Le monde craque de partout et les fissures que l’on pouvait penser suturées se rouvrent dans un jeu ressemblant à celui beaucoup plus théorique de la bataille navale. La guerre entre l’Ukraine et la Russie s’intensifie avec la mise en œuvre de moyens humains et matériels sans cesse croissants. L’arrivée de Trump au pouvoir modifie chaque jour un peu plus les certitudes en matière d’alliances. Depuis son élection, le conflit aux confins est de l’UE prend une nouvelle tournure avec des offensives massives des troupes de Poutine soutenues par un déploiement technologique plus puissant. Cette montée en puissance nécessitent des efforts financiers considérables. Moscou ne pourrait pas maintenir un tel niveau durant plusieurs années supplémentaires.
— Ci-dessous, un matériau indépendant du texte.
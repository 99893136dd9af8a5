//! Field-level parsing of Telegram export records.
//!
//! The importer walks the document; this module decides what each message
//! record becomes. Every record ends up in exactly one of three places:
//!
//! - [`MessageOutcome::Included`]: a valid text message;
//! - [`MessageOutcome::Discarded`]: expected non-content (service events,
//!   media-only posts, senders whose account was deleted);
//! - `Err(ImportError)`: a structural defect that aborts the import.
//!
//! Checks run in a fixed order (`type`, `text`, `from`, `date`), so a discard
//! decided early wins over defects in later fields.

use std::fmt;
use std::fmt::Write as _;

use chrono::{NaiveDateTime, Timelike};
use serde_json::{Map, Value};

use crate::Message;
use crate::error::{DateFault, ImportError};

/// The only record type that carries user text.
pub const MESSAGE_TYPE: &str = "message";

/// Why a record was left out of its chat.
#[derive(Debug, Clone, Copy, PartialEq, Eq, Hash)]
pub enum DiscardReason {
    /// `type` is something other than `"message"` (joins, renames, pins...).
    NotAMessage,
    /// The flattened `text` is empty, e.g. a photo without caption.
    EmptyContent,
    /// `from` is null: the sender deleted their account.
    DeletedSender,
}

impl fmt::Display for DiscardReason {
    fn fmt(&self, f: &mut fmt::Formatter<'_>) -> fmt::Result {
        match self {
            DiscardReason::NotAMessage => write!(f, "not a message"),
            DiscardReason::EmptyContent => write!(f, "empty content"),
            DiscardReason::DeletedSender => write!(f, "deleted sender"),
        }
    }
}

/// Result of looking at one message record.
#[derive(Debug, Clone, PartialEq, Eq)]
pub enum MessageOutcome {
    /// The record is a text message.
    Included(Message),
    /// The record is expected noise and is dropped silently.
    Discarded(DiscardReason),
}

impl MessageOutcome {
    /// Returns the message if the record was included.
    pub fn into_message(self) -> Option<Message> {
        match self {
            MessageOutcome::Included(msg) => Some(msg),
            MessageOutcome::Discarded(_) => None,
        }
    }
}

/// Location of a record inside the export, used to name fields in errors.
///
/// Paths are only rendered when an error is built.
#[derive(Debug, Clone, Copy, Default, PartialEq, Eq)]
pub struct RecordPath {
    chat: Option<usize>,
    message: Option<usize>,
}

impl RecordPath {
    /// The document root.
    pub fn root() -> Self {
        Self::default()
    }

    /// The chat at `index` in `chats.list`.
    pub fn chat(index: usize) -> Self {
        Self {
            chat: Some(index),
            message: None,
        }
    }

    /// The message at `index` within this chat.
    #[must_use]
    pub fn message(self, index: usize) -> Self {
        Self {
            message: Some(index),
            ..self
        }
    }

    /// Renders the record itself, e.g. `chats.list[2].messages[5]`.
    pub fn record(&self) -> String {
        let mut path = String::new();
        match self.chat {
            Some(chat) => {
                let _ = write!(path, "chats.list[{chat}]");
                if let Some(message) = self.message {
                    let _ = write!(path, ".messages[{message}]");
                }
            }
            None => path.push('$'),
        }
        path
    }

    /// Renders a field of the record, e.g. `chats.list[2].messages[5].date`.
    pub fn field(&self, key: &str) -> String {
        if self.chat.is_none() {
            return key.to_string();
        }
        format!("{}.{key}", self.record())
    }
}

/// JSON type name used in [`ImportError::UnexpectedSchema`].
pub fn json_type(value: &Value) -> &'static str {
    match value {
        Value::Null => "null",
        Value::Bool(_) => "boolean",
        Value::Number(_) => "number",
        Value::String(_) => "string",
        Value::Array(_) => "array",
        Value::Object(_) => "object",
    }
}

// ============================================================================
// Typed field access
// ============================================================================

pub(crate) fn as_object(
    value: &Value,
    path: impl FnOnce() -> String,
) -> Result<&Map<String, Value>, ImportError> {
    match value {
        Value::Object(obj) => Ok(obj),
        other => Err(ImportError::unexpected(path(), "object", json_type(other))),
    }
}

pub(crate) fn get<'a>(
    obj: &'a Map<String, Value>,
    key: &str,
    path: impl FnOnce() -> String,
) -> Result<&'a Value, ImportError> {
    obj.get(key).ok_or_else(|| ImportError::missing(path()))
}

pub(crate) fn get_str<'a>(
    obj: &'a Map<String, Value>,
    key: &str,
    path: impl FnOnce() -> String,
) -> Result<&'a str, ImportError> {
    match obj.get(key) {
        Some(Value::String(s)) => Ok(s),
        Some(other) => Err(ImportError::unexpected(path(), "string", json_type(other))),
        None => Err(ImportError::missing(path())),
    }
}

pub(crate) fn get_array<'a>(
    obj: &'a Map<String, Value>,
    key: &str,
    path: impl FnOnce() -> String,
) -> Result<&'a [Value], ImportError> {
    match obj.get(key) {
        Some(Value::Array(items)) => Ok(items),
        Some(other) => Err(ImportError::unexpected(path(), "array", json_type(other))),
        None => Err(ImportError::missing(path())),
    }
}

pub(crate) fn get_object<'a>(
    obj: &'a Map<String, Value>,
    key: &str,
    path: impl FnOnce() -> String,
) -> Result<&'a Map<String, Value>, ImportError> {
    match obj.get(key) {
        Some(Value::Object(inner)) => Ok(inner),
        Some(other) => Err(ImportError::unexpected(path(), "object", json_type(other))),
        None => Err(ImportError::missing(path())),
    }
}

// ============================================================================
// Text and dates
// ============================================================================

/// Flattens Telegram's `text` field into one string.
///
/// The field is either a plain string or an array mixing plain strings and
/// entity objects (links, mentions, bold runs...) that carry their own `text`.
/// Parts are concatenated in order with no separator.
///
/// ```
/// use chatgram::parsing::telegram::flatten_text;
/// use serde_json::json;
///
/// let text = json!(["Check ", {"type": "link", "text": "https://example.com"}, "!"]);
/// assert_eq!(flatten_text(&text)?, "Check https://example.com!");
/// # Ok::<(), chatgram::ImportError>(())
/// ```
pub fn flatten_text(value: &Value) -> Result<String, ImportError> {
    flatten_text_at(value, RecordPath::root())
}

pub(crate) fn flatten_text_at(value: &Value, at: RecordPath) -> Result<String, ImportError> {
    match value {
        Value::String(s) => Ok(s.clone()),
        Value::Array(parts) => {
            let mut text = String::new();
            for (index, part) in parts.iter().enumerate() {
                match part {
                    Value::String(s) => text.push_str(s),
                    Value::Object(entity) => {
                        let nested = get_str(entity, "text", || {
                            at.field(&format!("text[{index}].text"))
                        })?;
                        text.push_str(nested);
                    }
                    other => {
                        return Err(ImportError::unexpected(
                            at.field(&format!("text[{index}]")),
                            "string or object",
                            json_type(other),
                        ));
                    }
                }
            }
            Ok(text)
        }
        other => Err(ImportError::unexpected(
            at.field("text"),
            "string or array",
            json_type(other),
        )),
    }
}

/// Parses an export `date` literal (`YYYY-MM-DDTHH:MM[:SS[.fff]]`).
///
/// ```
/// use chatgram::parsing::telegram::parse_date;
///
/// assert!(parse_date("2024-01-15T10:30:00").is_ok());
/// assert!(parse_date("2024-01-15T10:30").is_ok());
/// assert!(parse_date("15.01.2024 10:30").is_err());
/// assert!(parse_date("2024-01-15T23:59:60").is_err());
/// ```
pub fn parse_date(literal: &str) -> Result<NaiveDateTime, DateFault> {
    let timestamp = NaiveDateTime::parse_from_str(literal, "%Y-%m-%dT%H:%M:%S%.f").or_else(|err| {
        NaiveDateTime::parse_from_str(literal, "%Y-%m-%dT%H:%M").map_err(|_| err)
    })?;
    // chrono represents second 60 as a nanosecond overflow
    if timestamp.nanosecond() >= 1_000_000_000 {
        return Err(DateFault::LeapSecond);
    }
    Ok(timestamp)
}

// ============================================================================
// Records
// ============================================================================

/// Parses one entry of a chat's `messages` array.
pub fn parse_message(value: &Value, at: RecordPath) -> Result<MessageOutcome, ImportError> {
    let record = as_object(value, || at.record())?;

    let record_type = get_str(record, "type", || at.field("type"))?;
    if record_type != MESSAGE_TYPE {
        return Ok(MessageOutcome::Discarded(DiscardReason::NotAMessage));
    }

    let text = get(record, "text", || at.field("text"))?;
    let content = flatten_text_at(text, at)?;
    if content.is_empty() {
        return Ok(MessageOutcome::Discarded(DiscardReason::EmptyContent));
    }

    let sender = match get(record, "from", || at.field("from"))? {
        Value::Null => return Ok(MessageOutcome::Discarded(DiscardReason::DeletedSender)),
        Value::String(s) => s,
        other => {
            return Err(ImportError::unexpected(
                at.field("from"),
                "string or null",
                json_type(other),
            ));
        }
    };

    let literal = get_str(record, "date", || at.field("date"))?;
    let timestamp = parse_date(literal).map_err(|source| ImportError::InvalidDate {
        field: at.field("date"),
        input: literal.to_string(),
        source,
    })?;

    Ok(MessageOutcome::Included(Message::new(
        sender.as_str(),
        content,
        timestamp,
    )))
}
L’autre conflit entre Israël et le Hezbollah met en jeu l’Iran dont le régime soutient financièrement et stratégiquement le mouvement chiite. Or le régime théocratique de Téhéran traverse une période difficile avec la population n’acceptant plus les contraintes imposées par le pouvoir et le blocus imposé par les puissances occidentales. La perspective d’un cessez-le-feu permet au régime des mollahs d’espérer ne pas avoir à mettre encore plus à contribution leur pays. Téhéran s’inquiète des éventuelles prises de position de Trump capable de soutenir une attaque israélienne sur les installations clés du programme nucléaire en cours. Les ayatollahs cherchent à gagner du temps.

Bizarrement un nouvel incendie vient de se réveiller en Syrie. Les islamistes dont on entendait plus parler ont effectué une offensive éclair et sérieusement affaibli le régime de celui que les Russes et les Iraniens soutiennent depuis longtemps. Dans le nord de la Syrie, la coalition de groupes rebelles poursuit sa percée face aux troupes du régime de Bachar el-Assad. Cette opération vient rappeler que s’il avait baissé d’intensité, le conflit syrien n’a jamais cessé. Depuis le début de la contestation contre le président syrien en 2011, différents groupes armés ont pris le contrôle de pans entiers du territoire. Des groupes rebelles qui avancent très vite ont conquis Alep. La deuxième ville de Syrie, échappe désormais au contrôle du régime de Bachar el-Assad. Le groupe islamiste Hayat Tahrir al-Cham (HTC) et les factions rebelles alliées « contrôlent la ville d’Alep, à l’exception des quartiers aux mains des forces kurdes. Pour la première fois depuis le début du conflit en 2011, Alep est hors de contrôle du régime »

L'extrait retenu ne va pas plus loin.